It is critical that claims handlers and in-house counsel ensure they do not unintentionally “attorn” to the Ontario or another jurisdiction, if it is their intention to challenge a party’s right to claim in Ontario or another jurisdiction. Attornment occurs where a defendant, by its conduct, consents or submits to the jurisdiction, either by filing a pleading or entering an appearance, or by participating in the litigation process without reserving its right to challenge the claimant’s chosen jurisdiction at a later stage. If there is even a suggestion that jurisdiction may be a concern, the best course is to immediately seek advice and refer the question to counsel without taking any steps, to avoid compromising the insurer’s ability to challenge the chosen forum.

Jurisdiction defined

Jurisdiction is the first of three questions that have to be addressed when determining whether the plaintiff has brought his or her claim in the proper place. In asking whether it has jurisdiction, the question is: Is this claim connected in a real and substantial way to the place where the claim is being brought, and therefore can a claim be brought there? The second question is whether the proposed forum for the claim is the best forum, or whether there is a forum with a better connection to the claim elsewhere. Finally, a third question to be asked is whether a party can be served outside Ontario with a claim pursuant to Ontario’s Rules of Civil Procedure. We will only addresses the first question.
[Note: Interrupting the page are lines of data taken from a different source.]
//! Modalist - a portal-rendered modal dialog for terminal user interfaces
//!
//! This library provides a controlled modal dialog with the interaction
//! contract of a web modal: content is mounted into a shared portal anchor
//! outside the host's own tree, the background scroll is locked while it is
//! open, focus moves to the close control, and four independent dismissal
//! channels (backdrop click, Escape, close control, marked elements) ask the
//! host to close it. Rendering targets Ratatui; input comes from Crossterm.
//!
//! # Modules
//!
//! * [`config`] - Application configuration management
//! * [`document`] - Element tree, listeners, portal anchors and scroll lock
//! * [`ui`] - Dialog component, painter, demo host and terminal loop
//! * [`logger`] - Logging setup

/// Configuration module for managing application settings
pub mod config;

/// Application constants and default values
pub mod constants;

/// Document model dialogs render into
pub mod document;

/// Icon definitions for visual representation in the TUI
pub mod icons;

/// Logging utilities for debugging and error tracking
pub mod logger;

/// Terminal user interface components and rendering
pub mod ui;

// Re-export the dialog surface for convenient access
pub use ui::components::{Dialog, DialogOptions, DialogProps, DismissReason, OnClose, PortalLayer};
On May 29, 2002, the Ontario Court of Appeal released five decisions on cases dealing with this very issue.1 Each of the cases was slightly different on its facts, but all dealt with situations where actions had been brought in Ontario relating to accidents that had occurred outside the province. Four of the cases dealt with accidents that occurred outside Canada (New York State, Costa Rica and Grenada), and one dealt with an accident that occurred in Alberta.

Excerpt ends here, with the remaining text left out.